Your being single is starting to be your own fault and not these guys...they probably aren't wild about being forced into things just like surely you aren't...

Always a Bridesmaid said...

Amy -- ha ha! I know.

Stacy -- that was CLASSIC.

Megan -- that's funny. Do you still tease him about it?

Suburban -- sorry about your friend! And I totally bought that story until he cancelled again.

Anon -- not sure why you think I'm trying too hard. I didn't pursue any of these guys. They all initiated with me.

Anonymous said...

My favorite was the guy who told me his daughter was sick, and then I saw him out that same night with a group of people! Busted!! Yea, we didn't go out again after that.

Allison M. said...

uh oh, anonymous looks like the classic internet troll..

Not so much as canceling a date, but I was on my over to my now ex-bf's house to break up with him and I got a phone call from a friend who told me he had a concussion. Only me.

MG said...

did you or were you tempted to call shenanigans or bullshit on any of these?

and if tempted, how did you talk yourself out of doing so?

Always a Bridesmaid said...

Rebekah -- OMG, that is classic! Did you confront him?

Allison -- ha ha! You heart breaker. ;)

MG -- I didn't call bullshit bc, honestly, none of them owed me anything. Plus, contrary to what anon suggested, I'm not in the biz of convincing someone they want to date me. C'est la vie, right?!

MG said...

hmm... I was considering saying "maybe im incredibly confrontational (I am), but i'd prolly still say "sure, but your reason for doing so is a lie and i am aware of that" and then never talk to said person again."

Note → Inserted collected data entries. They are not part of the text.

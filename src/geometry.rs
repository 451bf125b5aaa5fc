use std::fmt::Debug;

use bytemuck::{Pod, Zeroable};
use nalgebra::Point2;

use crate::{atlas::UvRect, color::Color};

/// The generic render vertex. `z` orders draw layers.
#[repr(C)]
#[derive(Clone, Copy, Debug, Default, PartialEq, Pod, Zeroable)]
pub struct Vertex {
    pub x: f32,
    pub y: f32,
    pub z: f32,
    pub tx: f32,
    pub ty: f32,
    pub color: Color,
}

impl Vertex {
    pub fn position(&self) -> Point2<f32> {
        Point2::new(self.x, self.y)
    }

    pub fn set_position(&mut self, position: Point2<f32>) {
        self.x = position.x;
        self.y = position.y;
    }
}

/// A fixed-size group of vertices and the triangles joining them.
///
/// Faces are laid out back to back in vertex storage; the arena views a run of `VERTEX_COUNT`
/// vertices as one face through a checked cast, so implementors must be exactly
/// `[Vertex; VERTEX_COUNT]` in memory.
pub trait Face: Pod + Debug {
    const VERTEX_COUNT: usize;

    /// Triangle indices relative to the face's first vertex.
    const INDEX_PATTERN: &'static [u16];

    fn vertices(&self) -> &[Vertex];

    fn vertices_mut(&mut self) -> &mut [Vertex];

    fn set_color(&mut self, color: Color) {
        for vertex in self.vertices_mut() {
            vertex.color = color;
        }
    }

    fn set_z(&mut self, z: f32) {
        for vertex in self.vertices_mut() {
            vertex.z = z;
        }
    }
}

/// Vertices in order top-left, top-right, bottom-right, bottom-left.
#[repr(C)]
#[derive(Clone, Copy, Debug, Default, PartialEq, Pod, Zeroable)]
pub struct QuadFace(pub [Vertex; 4]);

impl QuadFace {
    pub const TOP_LEFT: usize = 0;
    pub const TOP_RIGHT: usize = 1;
    pub const BOTTOM_RIGHT: usize = 2;
    pub const BOTTOM_LEFT: usize = 3;

    pub fn set_uv(&mut self, uv: UvRect) {
        let corners = [
            (uv.left, uv.top),
            (uv.right, uv.top),
            (uv.right, uv.bottom),
            (uv.left, uv.bottom),
        ];
        for (vertex, (tx, ty)) in self.0.iter_mut().zip(corners) {
            vertex.tx = tx;
            vertex.ty = ty;
        }
    }
}

impl Face for QuadFace {
    const VERTEX_COUNT: usize = 4;
    const INDEX_PATTERN: &'static [u16] = &[0, 1, 2, 0, 2, 3];

    fn vertices(&self) -> &[Vertex] {
        &self.0
    }

    fn vertices_mut(&mut self) -> &mut [Vertex] {
        &mut self.0
    }
}

#[repr(C)]
#[derive(Clone, Copy, Debug, Default, PartialEq, Pod, Zeroable)]
pub struct TriangleFace(pub [Vertex; 3]);

impl Face for TriangleFace {
    const VERTEX_COUNT: usize = 3;
    const INDEX_PATTERN: &'static [u16] = &[0, 1, 2];

    fn vertices(&self) -> &[Vertex] {
        &self.0
    }

    fn vertices_mut(&mut self) -> &mut [Vertex] {
        &mut self.0
    }
}

/// Which point of a rectangle the supplied `(x, y)` names. Screen space, y grows downwards.
#[derive(Clone, Copy, Debug, Default, PartialEq, Eq)]
pub enum Anchor {
    #[default]
    TopLeft,
    BottomLeft,
    BottomRight,
    Center,
}

#[derive(Clone, Copy, Debug, Default, PartialEq)]
pub struct Extent2D {
    pub x: f32,
    pub y: f32,
    pub width: f32,
    pub height: f32,
}

impl Extent2D {
    pub fn new(x: f32, y: f32, width: f32, height: f32) -> Self {
        Self {
            x,
            y,
            width,
            height,
        }
    }

    /// Top-left corner of the rectangle once `(x, y)` is read through `anchor`.
    pub fn top_left(&self, anchor: Anchor) -> Point2<f32> {
        match anchor {
            Anchor::TopLeft => Point2::new(self.x, self.y),
            Anchor::BottomLeft => Point2::new(self.x, self.y - self.height),
            Anchor::BottomRight => Point2::new(self.x - self.width, self.y - self.height),
            Anchor::Center => Point2::new(self.x - self.width / 2.0, self.y - self.height / 2.0),
        }
    }

    pub fn with_z(self, z: f32) -> Extent3D {
        Extent3D {
            x: self.x,
            y: self.y,
            z,
            width: self.width,
            height: self.height,
        }
    }
}

#[derive(Clone, Copy, Debug, Default, PartialEq)]
pub struct Extent3D {
    pub x: f32,
    pub y: f32,
    pub z: f32,
    pub width: f32,
    pub height: f32,
}

impl Extent3D {
    pub fn flat(&self) -> Extent2D {
        Extent2D::new(self.x, self.y, self.width, self.height)
    }
}

#[cfg(test)]
mod tests {
    use super::*;

    #[test]
    fn faces_match_vertex_layout() {
        assert_eq!(
            std::mem::size_of::<QuadFace>(),
            QuadFace::VERTEX_COUNT * std::mem::size_of::<Vertex>()
        );
        assert_eq!(
            std::mem::size_of::<TriangleFace>(),
            TriangleFace::VERTEX_COUNT * std::mem::size_of::<Vertex>()
        );
        assert_eq!(std::mem::size_of::<Vertex>(), 9 * 4);
    }

    #[test]
    fn anchors_resolve_to_top_left() {
        let extent = Extent2D::new(10.0, 20.0, 4.0, 6.0);
        assert_eq!(extent.top_left(Anchor::TopLeft), Point2::new(10.0, 20.0));
        assert_eq!(extent.top_left(Anchor::BottomLeft), Point2::new(10.0, 14.0));
        assert_eq!(extent.top_left(Anchor::BottomRight), Point2::new(6.0, 14.0));
        assert_eq!(extent.top_left(Anchor::Center), Point2::new(8.0, 17.0));
    }

    #[test]
    fn uv_follows_corner_order() {
        let mut quad = QuadFace::default();
        quad.set_uv(UvRect {
            left: 0.1,
            top: 0.2,
            right: 0.3,
            bottom: 0.4,
        });
        let uvs: Vec<_> = quad.0.iter().map(|v| (v.tx, v.ty)).collect();
        assert_eq!(uvs, vec![(0.1, 0.2), (0.3, 0.2), (0.3, 0.4), (0.1, 0.4)]);
    }
}
pub mod arena;
pub mod atlas;
pub mod batch;
pub mod color;
pub mod error;
pub mod geometry;
pub mod shapes;
pub mod texture;

pub use arena::{ArenaUsage, GeometryArena, MeshSlot};
pub use atlas::{AtlasAllocator, AtlasNode, Region, UvRect};
pub use batch::{Batch, BatchConfig, Frame};
pub use color::Color;
pub use error::{Error, Result};
pub use geometry::{Anchor, Extent2D, Extent3D, Face, QuadFace, TriangleFace, Vertex};
pub use texture::{AtlasTexture, TextureFormat};

// a frame goes:
// - pixels for glyphs/icons go into the atlas texture, which hands back a pixel region
// - region.uv(size) gives the texture coordinates for the quad that samples it
// - shapes:: functions write vertices into the frame's arena, which writes the indices
// - the renderer uploads vertex_bytes/index_bytes and draws the whole thing indexed
//
// nothing here talks to the gpu. the arena only ever writes into storage it was given,
// so the buffer sizes the renderer allocates up front never change.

but whatever, if some tart wants to go to the trouble of asking me out then canceling, i'd prolly not worry about it either

Maxie said...

I think I'd rather be cancelled on than have to sit through a shitty date-- haha

Kasey said...

I had a guy I was trying to meet F2F after "meeting" on a dating website. We had numerous emails & phone calls; he lived about an hour away - then he kept canceling last minute due to Grandma being very sick and almost dying for like 3 weeks. See ya dude!

Lately, I've had an interesting influx of young guys (21-28) from the same website very anxious to meet up. I'm in my 40s & am not pursuing the Cougar thing but there seems to be quite the fascination out there, so I'm open to it... One night I had IMs with 4 of them going at once. (Multitasking queen) Yet, NONE of them seem to have any "game". One guy kept texting me, "Hey wanna hang out?" felt like I'd be going on a playdate. PASS!

Anonymous said...

I've used a couple in my day, and you're right, they should just cancel, cause that's why I used the excuse. Here's my best cancellation...."hey, ummm, yeah, listen...about tonight, I hate to do this, cause I'm not that type of guy, but, I hooked up with someone last night, and I'm wiped out...can we reschedule?" She did not want to reschedule.